Collected data entries:
-- Opening Marker --
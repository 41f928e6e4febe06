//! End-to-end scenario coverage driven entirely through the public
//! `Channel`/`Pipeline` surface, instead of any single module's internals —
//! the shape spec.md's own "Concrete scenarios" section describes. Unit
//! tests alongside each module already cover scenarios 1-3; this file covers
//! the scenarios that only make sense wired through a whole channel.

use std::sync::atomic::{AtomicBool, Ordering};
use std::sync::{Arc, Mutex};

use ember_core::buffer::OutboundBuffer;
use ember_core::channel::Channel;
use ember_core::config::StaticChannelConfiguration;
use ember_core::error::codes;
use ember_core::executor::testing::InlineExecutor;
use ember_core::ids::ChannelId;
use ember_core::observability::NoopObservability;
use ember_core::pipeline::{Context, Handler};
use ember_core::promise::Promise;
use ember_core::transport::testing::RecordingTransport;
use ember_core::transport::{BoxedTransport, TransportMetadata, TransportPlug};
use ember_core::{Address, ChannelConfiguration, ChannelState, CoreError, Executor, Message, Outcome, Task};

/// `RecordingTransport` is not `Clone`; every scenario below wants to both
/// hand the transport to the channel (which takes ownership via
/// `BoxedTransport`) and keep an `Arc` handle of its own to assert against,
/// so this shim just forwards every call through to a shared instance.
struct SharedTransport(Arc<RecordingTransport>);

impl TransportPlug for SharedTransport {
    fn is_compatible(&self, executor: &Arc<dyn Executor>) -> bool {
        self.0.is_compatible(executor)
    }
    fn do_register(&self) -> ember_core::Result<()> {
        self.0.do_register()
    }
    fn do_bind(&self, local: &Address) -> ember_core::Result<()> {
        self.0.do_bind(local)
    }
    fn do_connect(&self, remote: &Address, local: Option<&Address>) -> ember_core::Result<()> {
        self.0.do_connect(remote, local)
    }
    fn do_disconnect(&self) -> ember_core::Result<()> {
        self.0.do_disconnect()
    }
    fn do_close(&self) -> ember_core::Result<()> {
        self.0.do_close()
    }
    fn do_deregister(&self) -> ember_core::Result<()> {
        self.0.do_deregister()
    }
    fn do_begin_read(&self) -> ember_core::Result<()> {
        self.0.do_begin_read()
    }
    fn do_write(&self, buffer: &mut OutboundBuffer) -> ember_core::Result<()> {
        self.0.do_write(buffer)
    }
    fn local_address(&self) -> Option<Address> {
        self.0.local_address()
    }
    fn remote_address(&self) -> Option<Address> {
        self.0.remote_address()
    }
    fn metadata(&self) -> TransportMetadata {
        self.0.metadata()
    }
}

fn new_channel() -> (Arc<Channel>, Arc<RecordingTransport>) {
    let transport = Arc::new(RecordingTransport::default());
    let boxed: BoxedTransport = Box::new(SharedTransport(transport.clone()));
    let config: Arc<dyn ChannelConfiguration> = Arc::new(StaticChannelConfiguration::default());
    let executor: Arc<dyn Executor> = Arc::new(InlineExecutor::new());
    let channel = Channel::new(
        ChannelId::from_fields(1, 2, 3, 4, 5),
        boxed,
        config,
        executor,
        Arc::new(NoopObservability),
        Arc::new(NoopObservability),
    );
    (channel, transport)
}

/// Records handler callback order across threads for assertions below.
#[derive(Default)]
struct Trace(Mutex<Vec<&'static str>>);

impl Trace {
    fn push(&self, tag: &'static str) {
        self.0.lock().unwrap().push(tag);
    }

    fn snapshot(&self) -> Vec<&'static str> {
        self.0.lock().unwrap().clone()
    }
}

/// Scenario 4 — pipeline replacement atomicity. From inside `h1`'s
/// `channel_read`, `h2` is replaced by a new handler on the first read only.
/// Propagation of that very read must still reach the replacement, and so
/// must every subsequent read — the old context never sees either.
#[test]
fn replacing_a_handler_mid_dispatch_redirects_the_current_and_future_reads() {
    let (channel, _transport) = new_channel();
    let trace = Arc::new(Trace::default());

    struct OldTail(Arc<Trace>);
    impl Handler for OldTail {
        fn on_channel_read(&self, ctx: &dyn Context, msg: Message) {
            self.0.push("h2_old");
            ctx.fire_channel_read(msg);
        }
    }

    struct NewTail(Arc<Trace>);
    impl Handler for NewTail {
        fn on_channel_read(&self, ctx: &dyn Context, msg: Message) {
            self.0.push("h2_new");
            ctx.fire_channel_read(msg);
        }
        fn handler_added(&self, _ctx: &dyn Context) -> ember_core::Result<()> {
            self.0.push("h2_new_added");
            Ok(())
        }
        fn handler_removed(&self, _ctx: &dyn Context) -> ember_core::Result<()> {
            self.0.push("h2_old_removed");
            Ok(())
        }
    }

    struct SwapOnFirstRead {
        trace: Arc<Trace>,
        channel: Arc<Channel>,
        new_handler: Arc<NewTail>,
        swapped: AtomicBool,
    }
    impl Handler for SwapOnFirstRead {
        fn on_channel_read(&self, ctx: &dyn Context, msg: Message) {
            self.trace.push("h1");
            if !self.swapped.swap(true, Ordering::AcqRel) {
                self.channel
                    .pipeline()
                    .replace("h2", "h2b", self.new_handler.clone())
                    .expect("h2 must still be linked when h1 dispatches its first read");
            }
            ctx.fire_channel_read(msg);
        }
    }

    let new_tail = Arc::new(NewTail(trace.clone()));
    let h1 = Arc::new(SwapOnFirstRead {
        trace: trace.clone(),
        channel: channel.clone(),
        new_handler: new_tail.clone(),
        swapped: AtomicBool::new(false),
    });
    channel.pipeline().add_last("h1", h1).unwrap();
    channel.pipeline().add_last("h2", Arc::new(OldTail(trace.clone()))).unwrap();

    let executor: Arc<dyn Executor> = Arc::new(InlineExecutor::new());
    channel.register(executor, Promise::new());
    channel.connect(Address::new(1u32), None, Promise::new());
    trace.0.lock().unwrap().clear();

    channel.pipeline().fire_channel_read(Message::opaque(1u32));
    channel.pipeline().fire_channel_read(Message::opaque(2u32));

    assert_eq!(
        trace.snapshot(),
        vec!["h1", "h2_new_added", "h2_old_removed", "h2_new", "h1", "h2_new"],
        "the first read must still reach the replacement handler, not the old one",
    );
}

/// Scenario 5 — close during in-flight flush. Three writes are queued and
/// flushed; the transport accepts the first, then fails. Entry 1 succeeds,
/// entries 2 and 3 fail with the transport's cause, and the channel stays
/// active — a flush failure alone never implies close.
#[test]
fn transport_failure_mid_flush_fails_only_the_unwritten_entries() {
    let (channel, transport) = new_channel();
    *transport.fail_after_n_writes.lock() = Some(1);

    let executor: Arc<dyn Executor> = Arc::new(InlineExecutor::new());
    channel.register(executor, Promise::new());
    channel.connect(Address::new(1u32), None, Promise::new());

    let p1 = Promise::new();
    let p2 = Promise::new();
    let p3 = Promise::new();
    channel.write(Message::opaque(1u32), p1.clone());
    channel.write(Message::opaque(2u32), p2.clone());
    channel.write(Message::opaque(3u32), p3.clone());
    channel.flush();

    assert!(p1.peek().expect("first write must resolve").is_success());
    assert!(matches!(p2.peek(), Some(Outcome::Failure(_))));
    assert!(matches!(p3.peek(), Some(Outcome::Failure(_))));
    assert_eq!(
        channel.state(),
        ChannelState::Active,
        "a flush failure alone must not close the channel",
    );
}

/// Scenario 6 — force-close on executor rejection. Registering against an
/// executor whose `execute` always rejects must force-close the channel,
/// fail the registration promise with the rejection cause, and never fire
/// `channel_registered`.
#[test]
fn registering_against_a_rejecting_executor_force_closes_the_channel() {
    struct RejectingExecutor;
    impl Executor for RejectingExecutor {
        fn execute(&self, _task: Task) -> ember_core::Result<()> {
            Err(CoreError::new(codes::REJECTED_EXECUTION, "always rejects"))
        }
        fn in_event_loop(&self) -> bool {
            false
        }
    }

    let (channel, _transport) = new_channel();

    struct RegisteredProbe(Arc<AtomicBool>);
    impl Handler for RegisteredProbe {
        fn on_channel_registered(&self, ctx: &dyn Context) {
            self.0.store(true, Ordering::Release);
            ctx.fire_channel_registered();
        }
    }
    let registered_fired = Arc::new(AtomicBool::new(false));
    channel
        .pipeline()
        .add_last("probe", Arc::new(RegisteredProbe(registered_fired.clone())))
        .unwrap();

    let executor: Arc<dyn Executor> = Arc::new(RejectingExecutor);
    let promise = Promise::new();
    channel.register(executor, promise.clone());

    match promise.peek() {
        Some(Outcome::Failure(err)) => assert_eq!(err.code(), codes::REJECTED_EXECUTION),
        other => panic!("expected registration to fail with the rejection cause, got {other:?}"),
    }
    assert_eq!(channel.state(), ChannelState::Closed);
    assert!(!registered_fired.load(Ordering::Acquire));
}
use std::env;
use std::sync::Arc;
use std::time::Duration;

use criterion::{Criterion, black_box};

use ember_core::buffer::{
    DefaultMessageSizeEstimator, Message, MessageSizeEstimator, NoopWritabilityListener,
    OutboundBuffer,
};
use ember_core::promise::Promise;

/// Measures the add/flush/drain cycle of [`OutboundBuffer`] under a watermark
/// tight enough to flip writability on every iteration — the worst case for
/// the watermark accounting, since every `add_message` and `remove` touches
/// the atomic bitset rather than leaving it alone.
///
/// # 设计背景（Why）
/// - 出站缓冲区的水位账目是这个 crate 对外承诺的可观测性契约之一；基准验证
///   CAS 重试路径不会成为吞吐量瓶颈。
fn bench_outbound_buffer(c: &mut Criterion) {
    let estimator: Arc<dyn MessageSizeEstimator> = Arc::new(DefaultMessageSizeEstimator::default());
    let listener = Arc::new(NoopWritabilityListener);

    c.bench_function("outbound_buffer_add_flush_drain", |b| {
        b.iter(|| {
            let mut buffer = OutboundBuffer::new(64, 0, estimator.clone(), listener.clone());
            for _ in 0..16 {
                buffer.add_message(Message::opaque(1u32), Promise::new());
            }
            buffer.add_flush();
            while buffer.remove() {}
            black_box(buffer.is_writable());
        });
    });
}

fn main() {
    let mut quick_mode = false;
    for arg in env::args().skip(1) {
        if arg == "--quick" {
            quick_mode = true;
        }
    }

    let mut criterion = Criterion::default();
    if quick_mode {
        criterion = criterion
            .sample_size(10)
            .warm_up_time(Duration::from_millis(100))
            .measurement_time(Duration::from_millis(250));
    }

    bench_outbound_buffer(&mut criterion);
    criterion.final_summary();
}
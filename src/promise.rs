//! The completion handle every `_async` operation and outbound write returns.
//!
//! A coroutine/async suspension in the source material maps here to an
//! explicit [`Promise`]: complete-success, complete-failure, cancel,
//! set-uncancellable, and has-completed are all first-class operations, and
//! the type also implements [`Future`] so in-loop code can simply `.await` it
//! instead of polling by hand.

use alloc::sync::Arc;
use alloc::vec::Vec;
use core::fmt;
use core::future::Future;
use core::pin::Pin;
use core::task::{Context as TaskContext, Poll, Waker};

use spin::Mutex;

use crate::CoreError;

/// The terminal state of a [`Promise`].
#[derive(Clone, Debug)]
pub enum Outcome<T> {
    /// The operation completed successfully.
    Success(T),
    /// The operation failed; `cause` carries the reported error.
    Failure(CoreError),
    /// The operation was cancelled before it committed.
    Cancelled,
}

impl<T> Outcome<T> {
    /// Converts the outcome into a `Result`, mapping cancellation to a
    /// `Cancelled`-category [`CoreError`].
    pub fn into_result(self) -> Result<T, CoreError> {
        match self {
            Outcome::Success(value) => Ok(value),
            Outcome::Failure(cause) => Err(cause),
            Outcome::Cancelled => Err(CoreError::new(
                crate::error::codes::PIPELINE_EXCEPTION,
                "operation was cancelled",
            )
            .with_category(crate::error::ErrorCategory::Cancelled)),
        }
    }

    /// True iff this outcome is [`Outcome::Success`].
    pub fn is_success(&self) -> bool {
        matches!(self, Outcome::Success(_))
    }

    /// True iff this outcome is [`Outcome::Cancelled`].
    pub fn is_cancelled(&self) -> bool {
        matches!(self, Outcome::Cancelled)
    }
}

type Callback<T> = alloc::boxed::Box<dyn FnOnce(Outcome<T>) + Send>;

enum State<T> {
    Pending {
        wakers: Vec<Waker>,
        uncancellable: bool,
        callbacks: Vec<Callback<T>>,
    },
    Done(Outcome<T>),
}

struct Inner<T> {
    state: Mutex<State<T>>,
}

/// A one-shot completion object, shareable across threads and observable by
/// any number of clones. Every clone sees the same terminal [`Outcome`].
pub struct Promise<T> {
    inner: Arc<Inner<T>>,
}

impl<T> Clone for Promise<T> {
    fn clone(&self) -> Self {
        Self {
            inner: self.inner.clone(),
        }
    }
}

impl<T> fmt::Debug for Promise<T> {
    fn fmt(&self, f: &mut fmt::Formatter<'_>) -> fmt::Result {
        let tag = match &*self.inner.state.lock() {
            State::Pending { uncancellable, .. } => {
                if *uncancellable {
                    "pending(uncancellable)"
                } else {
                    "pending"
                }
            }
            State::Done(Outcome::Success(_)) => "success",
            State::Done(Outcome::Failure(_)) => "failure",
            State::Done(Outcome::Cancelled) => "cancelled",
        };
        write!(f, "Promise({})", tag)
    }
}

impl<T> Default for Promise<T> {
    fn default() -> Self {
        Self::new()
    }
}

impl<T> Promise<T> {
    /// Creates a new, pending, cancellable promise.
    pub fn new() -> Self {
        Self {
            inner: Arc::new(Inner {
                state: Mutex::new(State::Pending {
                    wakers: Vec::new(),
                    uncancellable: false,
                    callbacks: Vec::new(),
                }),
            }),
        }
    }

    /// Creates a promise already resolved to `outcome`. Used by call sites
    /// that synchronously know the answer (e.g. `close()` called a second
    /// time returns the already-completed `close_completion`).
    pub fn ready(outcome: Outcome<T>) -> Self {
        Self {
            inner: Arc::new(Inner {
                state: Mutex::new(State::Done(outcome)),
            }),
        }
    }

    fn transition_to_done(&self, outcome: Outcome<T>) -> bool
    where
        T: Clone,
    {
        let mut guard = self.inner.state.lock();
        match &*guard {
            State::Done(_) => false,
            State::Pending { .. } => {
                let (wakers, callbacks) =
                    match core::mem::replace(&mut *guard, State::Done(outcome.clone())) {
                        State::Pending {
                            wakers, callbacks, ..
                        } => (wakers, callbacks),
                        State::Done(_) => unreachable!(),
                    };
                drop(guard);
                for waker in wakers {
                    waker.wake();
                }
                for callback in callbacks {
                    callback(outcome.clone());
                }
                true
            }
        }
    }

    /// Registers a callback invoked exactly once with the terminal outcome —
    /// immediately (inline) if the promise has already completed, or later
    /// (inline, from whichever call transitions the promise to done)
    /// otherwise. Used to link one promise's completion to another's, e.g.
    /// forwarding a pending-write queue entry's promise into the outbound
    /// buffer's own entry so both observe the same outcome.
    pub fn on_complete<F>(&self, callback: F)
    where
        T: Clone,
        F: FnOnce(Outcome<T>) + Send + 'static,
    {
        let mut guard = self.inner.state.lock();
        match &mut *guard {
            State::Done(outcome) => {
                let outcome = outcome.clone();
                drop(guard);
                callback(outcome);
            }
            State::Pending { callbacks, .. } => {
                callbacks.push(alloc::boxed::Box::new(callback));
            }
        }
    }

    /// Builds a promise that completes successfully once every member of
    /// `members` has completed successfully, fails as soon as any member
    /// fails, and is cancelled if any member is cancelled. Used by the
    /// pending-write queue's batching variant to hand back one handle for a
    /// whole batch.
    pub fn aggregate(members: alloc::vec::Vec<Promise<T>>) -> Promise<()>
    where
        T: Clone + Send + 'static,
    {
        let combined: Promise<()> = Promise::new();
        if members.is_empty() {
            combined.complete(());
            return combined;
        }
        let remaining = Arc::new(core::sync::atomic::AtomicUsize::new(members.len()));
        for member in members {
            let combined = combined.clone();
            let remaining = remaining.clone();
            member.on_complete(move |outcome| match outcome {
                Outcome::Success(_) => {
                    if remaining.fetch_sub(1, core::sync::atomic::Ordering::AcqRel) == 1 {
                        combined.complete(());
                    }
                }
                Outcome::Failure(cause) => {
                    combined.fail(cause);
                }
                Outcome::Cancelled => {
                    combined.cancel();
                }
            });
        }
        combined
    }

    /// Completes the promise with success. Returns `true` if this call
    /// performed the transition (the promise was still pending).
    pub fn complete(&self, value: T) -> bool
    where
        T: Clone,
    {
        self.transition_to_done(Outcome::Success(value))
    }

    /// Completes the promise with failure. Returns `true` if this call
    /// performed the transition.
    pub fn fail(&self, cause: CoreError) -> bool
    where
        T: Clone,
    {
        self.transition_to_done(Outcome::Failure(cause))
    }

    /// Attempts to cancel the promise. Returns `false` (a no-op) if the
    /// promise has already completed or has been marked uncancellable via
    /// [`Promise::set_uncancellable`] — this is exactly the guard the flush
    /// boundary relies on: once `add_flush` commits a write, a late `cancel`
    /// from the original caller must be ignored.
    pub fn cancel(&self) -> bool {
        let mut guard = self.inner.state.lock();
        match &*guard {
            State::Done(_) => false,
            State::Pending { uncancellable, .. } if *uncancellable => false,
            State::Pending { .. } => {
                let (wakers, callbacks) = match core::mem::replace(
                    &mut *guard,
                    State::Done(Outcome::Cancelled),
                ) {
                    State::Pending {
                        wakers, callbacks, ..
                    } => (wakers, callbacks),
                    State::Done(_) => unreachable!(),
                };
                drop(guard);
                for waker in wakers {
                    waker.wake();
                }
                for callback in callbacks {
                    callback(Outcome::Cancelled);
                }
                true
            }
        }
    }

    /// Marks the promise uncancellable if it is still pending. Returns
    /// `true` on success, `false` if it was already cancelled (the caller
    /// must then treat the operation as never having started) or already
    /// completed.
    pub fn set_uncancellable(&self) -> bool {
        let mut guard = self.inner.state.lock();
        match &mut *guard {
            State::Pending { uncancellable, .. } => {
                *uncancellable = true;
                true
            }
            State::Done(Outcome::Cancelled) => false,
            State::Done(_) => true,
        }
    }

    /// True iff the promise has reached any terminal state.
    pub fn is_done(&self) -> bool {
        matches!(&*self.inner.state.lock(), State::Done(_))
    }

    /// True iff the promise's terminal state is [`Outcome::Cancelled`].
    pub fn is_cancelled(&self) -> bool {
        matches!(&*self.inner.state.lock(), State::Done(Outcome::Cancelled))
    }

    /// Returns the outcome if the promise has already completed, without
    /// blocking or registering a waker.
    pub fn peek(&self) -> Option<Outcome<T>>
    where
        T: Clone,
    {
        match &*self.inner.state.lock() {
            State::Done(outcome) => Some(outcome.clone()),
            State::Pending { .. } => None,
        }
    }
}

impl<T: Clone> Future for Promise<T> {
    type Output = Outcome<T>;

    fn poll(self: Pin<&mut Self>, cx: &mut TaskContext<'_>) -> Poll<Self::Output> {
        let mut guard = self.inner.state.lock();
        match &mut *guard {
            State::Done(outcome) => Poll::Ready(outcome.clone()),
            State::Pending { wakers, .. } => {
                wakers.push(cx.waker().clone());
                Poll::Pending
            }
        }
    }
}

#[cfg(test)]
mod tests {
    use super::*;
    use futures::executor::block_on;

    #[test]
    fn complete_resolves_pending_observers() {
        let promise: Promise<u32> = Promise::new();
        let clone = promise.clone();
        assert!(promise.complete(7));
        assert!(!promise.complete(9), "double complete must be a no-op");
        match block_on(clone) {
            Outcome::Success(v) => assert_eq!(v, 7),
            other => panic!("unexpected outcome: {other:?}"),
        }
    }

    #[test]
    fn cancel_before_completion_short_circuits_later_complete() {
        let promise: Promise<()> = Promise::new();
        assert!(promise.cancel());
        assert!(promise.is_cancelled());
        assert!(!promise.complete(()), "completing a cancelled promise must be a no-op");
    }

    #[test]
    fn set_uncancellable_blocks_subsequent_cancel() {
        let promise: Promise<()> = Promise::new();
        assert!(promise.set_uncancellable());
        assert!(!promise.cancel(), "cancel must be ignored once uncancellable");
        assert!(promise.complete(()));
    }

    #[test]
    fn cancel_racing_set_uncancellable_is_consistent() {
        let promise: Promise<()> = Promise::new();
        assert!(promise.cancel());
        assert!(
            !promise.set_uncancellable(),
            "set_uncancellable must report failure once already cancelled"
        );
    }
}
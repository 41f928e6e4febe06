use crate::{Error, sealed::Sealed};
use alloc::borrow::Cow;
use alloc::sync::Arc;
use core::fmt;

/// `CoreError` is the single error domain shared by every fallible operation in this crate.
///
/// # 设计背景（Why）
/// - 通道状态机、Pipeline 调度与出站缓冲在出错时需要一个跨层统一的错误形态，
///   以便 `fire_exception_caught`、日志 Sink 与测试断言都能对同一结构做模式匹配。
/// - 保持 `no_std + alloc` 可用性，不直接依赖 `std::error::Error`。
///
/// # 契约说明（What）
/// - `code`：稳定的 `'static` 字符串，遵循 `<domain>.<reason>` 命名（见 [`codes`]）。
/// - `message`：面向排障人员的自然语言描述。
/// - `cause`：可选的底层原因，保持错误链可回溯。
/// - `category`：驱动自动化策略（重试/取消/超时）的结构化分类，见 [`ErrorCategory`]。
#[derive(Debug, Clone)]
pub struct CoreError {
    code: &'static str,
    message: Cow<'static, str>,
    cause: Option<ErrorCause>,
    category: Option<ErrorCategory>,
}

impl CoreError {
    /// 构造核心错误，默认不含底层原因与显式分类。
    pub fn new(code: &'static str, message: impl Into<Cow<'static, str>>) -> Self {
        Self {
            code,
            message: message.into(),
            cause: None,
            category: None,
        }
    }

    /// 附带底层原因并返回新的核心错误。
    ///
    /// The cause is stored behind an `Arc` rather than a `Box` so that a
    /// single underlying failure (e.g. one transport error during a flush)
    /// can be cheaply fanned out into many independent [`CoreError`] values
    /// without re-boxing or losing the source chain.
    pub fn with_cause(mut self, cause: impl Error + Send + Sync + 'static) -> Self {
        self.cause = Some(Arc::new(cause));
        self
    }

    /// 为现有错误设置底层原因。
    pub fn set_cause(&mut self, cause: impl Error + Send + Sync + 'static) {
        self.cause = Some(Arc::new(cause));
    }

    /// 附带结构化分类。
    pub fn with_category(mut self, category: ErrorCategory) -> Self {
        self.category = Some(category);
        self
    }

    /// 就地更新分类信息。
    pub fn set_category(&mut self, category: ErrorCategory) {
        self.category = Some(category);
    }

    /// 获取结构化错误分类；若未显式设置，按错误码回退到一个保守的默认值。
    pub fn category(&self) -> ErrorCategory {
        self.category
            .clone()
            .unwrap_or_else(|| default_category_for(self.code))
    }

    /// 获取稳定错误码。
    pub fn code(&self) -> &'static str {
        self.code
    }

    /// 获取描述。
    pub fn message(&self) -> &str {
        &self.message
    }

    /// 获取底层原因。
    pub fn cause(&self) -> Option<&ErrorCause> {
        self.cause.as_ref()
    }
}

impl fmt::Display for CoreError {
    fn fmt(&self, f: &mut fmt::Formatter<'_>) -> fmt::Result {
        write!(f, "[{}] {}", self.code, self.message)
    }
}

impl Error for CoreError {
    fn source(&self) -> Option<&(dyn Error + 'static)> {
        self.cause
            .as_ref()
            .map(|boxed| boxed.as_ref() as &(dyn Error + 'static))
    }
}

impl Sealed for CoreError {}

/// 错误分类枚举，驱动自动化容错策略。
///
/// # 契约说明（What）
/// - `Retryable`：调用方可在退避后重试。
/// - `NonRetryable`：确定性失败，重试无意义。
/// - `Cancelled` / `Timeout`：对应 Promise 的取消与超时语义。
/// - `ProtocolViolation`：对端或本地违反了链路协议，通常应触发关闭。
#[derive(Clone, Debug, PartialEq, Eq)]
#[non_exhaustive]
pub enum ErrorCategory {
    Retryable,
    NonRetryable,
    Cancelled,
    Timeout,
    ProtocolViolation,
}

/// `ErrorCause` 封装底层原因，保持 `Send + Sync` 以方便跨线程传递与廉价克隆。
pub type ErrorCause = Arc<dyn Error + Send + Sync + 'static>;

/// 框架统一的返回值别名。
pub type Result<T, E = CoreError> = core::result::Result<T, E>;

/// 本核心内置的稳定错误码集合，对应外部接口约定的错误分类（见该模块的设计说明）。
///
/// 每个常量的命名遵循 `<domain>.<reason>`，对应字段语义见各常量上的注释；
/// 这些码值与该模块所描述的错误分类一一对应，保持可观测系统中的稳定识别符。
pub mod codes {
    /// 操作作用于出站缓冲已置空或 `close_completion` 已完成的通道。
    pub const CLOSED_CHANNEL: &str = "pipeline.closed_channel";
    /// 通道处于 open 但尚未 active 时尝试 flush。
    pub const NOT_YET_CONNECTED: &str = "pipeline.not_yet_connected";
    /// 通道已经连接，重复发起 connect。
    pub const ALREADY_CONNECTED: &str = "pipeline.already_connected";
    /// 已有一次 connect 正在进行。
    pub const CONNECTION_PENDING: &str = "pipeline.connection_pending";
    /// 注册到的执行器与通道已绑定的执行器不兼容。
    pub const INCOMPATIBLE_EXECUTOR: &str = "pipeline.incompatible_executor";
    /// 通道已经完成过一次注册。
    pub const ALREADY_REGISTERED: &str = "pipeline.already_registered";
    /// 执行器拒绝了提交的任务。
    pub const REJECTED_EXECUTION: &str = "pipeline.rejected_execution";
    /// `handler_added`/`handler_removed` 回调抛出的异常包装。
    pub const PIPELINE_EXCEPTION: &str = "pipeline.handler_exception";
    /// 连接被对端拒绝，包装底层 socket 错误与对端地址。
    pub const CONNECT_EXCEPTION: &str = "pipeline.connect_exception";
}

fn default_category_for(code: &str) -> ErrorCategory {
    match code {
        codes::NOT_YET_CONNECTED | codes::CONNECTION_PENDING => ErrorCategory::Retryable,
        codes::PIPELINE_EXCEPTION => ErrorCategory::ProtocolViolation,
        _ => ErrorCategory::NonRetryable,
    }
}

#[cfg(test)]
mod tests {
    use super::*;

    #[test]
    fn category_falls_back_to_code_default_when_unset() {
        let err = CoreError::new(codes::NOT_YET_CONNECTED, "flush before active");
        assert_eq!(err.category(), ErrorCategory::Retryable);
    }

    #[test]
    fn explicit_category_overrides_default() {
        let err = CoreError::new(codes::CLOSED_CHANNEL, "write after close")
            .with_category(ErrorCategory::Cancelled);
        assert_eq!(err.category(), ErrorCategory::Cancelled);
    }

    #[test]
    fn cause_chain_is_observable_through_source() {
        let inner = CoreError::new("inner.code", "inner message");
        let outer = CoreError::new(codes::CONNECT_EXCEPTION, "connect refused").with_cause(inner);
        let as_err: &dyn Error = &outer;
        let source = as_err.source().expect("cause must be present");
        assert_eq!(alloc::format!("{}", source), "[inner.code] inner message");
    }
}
-- Closing Marker --
= EXERCISE GOAL =
Give back the opening line of the records above and every line after it, up to and including the one with "section describes. Unit", unchanged.

= TASK RESULT =
repository 41f928e6e4febe06
//! End-to-end scenario coverage driven entirely through the public
//! `Channel`/`Pipeline` surface, instead of any single module's internals —
//! the shape spec.md's own "Concrete scenarios" section describes. Unit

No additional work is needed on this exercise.